▶ AIM OF THE TASK:
Pick each line containing "InvalidValue" out of the records.

Dataset entries
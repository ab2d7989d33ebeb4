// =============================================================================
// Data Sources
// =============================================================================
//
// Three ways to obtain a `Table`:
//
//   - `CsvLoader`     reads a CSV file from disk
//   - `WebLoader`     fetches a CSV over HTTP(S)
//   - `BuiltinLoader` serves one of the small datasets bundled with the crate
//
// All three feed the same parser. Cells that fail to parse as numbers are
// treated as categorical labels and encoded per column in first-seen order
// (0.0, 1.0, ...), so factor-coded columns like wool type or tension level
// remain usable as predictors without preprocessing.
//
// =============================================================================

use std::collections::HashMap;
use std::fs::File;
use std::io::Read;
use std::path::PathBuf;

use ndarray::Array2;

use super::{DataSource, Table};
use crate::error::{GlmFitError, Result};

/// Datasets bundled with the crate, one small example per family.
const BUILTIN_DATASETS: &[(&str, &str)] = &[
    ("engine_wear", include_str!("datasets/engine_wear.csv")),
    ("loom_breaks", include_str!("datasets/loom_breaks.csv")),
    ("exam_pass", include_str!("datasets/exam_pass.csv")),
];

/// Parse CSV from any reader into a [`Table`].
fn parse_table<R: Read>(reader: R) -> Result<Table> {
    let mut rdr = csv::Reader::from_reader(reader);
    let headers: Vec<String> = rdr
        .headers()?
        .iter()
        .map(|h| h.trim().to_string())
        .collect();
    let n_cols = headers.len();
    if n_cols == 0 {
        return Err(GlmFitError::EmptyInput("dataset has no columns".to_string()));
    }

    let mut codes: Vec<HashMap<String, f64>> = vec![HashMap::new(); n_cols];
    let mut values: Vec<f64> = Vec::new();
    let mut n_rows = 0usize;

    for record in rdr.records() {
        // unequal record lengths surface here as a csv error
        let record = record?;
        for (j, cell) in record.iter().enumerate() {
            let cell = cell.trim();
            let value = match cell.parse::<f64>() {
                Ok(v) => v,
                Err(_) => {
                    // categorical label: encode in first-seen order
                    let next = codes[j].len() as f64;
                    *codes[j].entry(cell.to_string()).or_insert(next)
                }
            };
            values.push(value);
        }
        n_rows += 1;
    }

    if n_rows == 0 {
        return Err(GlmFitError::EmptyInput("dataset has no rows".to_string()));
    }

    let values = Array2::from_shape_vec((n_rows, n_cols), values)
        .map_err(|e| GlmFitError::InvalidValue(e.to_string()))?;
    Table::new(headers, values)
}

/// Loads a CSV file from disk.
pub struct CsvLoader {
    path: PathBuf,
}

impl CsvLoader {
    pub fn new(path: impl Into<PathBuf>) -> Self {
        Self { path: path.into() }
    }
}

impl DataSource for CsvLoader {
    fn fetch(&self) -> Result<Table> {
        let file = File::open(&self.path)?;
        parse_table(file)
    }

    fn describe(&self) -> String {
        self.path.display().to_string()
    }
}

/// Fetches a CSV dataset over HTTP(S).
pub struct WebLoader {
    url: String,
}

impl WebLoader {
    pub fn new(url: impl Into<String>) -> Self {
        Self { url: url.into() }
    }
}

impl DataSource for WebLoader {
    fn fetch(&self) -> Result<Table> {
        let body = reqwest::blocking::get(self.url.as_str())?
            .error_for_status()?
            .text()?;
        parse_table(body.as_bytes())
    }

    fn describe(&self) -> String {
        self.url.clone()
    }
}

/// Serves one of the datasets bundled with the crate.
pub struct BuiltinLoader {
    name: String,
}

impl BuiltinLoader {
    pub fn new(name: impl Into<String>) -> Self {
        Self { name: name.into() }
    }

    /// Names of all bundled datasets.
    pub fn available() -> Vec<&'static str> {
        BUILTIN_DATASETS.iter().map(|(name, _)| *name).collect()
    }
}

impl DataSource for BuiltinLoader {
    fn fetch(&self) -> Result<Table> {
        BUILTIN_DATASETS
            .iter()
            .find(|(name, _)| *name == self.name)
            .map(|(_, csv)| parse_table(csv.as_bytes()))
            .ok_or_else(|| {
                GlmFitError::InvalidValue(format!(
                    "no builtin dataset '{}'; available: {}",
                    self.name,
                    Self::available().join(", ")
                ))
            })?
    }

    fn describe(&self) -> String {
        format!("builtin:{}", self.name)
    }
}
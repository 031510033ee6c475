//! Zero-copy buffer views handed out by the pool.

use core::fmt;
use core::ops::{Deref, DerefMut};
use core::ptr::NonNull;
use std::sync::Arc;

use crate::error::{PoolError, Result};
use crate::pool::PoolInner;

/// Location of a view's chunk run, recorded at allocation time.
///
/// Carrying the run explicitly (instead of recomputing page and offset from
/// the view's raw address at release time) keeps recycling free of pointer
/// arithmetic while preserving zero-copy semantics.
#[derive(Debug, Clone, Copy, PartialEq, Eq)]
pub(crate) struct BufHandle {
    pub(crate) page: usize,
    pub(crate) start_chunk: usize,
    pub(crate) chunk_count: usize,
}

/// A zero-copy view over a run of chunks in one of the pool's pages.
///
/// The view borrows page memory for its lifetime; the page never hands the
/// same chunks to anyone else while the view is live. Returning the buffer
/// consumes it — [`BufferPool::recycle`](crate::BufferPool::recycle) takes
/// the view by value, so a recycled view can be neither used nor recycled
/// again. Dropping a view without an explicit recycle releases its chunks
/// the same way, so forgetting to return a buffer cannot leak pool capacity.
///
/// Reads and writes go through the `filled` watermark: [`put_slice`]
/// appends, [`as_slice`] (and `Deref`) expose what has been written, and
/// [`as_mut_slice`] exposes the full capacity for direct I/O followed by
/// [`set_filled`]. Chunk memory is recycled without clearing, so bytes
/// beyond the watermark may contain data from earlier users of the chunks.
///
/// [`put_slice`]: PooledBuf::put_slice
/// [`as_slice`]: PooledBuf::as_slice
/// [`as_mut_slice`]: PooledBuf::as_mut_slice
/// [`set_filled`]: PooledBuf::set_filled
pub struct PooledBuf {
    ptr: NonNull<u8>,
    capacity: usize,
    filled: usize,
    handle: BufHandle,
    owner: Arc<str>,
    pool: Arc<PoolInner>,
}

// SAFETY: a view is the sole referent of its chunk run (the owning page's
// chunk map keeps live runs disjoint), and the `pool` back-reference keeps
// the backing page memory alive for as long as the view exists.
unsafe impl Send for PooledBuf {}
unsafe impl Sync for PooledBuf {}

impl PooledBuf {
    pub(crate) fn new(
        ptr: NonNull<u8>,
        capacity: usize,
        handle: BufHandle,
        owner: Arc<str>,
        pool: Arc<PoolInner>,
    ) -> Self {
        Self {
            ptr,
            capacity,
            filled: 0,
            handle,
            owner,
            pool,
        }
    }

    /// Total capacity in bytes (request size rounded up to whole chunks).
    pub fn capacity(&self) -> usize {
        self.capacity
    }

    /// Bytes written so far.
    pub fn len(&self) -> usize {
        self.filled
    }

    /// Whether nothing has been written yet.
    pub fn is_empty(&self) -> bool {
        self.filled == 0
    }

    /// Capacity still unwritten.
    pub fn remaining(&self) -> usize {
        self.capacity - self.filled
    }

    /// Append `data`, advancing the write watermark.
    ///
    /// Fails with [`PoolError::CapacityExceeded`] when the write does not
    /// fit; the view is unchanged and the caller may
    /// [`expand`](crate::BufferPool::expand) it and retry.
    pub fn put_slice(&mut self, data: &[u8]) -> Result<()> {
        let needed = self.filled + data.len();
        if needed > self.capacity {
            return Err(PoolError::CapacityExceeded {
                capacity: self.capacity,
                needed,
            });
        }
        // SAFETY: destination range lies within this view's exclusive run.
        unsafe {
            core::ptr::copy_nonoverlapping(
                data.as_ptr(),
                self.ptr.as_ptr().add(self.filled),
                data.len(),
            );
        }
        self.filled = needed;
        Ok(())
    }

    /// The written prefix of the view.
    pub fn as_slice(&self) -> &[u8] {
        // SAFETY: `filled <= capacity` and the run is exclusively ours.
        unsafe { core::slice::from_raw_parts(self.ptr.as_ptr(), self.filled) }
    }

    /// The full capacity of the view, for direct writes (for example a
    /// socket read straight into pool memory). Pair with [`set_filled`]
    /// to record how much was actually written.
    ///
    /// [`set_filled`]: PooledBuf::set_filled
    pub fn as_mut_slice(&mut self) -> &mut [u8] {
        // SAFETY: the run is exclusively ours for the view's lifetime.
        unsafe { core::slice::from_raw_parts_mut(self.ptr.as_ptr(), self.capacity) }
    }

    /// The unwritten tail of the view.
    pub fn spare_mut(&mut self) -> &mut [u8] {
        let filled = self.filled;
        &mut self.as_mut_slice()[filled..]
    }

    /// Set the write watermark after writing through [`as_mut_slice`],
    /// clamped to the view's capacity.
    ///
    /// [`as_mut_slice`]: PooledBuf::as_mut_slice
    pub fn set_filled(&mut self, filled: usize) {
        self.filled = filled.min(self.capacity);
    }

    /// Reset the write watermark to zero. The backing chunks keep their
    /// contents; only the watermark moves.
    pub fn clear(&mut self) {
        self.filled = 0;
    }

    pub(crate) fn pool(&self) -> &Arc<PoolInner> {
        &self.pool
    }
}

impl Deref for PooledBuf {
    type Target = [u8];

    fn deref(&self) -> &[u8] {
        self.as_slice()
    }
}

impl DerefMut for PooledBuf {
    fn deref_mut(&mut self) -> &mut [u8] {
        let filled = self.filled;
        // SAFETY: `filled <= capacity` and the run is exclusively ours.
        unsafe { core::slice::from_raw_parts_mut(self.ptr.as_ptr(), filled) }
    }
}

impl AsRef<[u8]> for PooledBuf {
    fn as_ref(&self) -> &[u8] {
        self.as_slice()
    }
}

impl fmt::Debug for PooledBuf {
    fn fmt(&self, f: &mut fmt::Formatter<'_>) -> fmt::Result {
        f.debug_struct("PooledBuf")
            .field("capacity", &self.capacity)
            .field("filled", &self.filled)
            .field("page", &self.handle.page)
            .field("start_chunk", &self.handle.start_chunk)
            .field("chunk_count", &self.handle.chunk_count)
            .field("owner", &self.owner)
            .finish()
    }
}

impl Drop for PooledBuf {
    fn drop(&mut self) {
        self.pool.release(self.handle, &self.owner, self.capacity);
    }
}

▶ WORKED SOLUTION:
        .map_err(|e| GlmFitError::InvalidValue(e.to_string()))?;
                GlmFitError::InvalidValue(format!(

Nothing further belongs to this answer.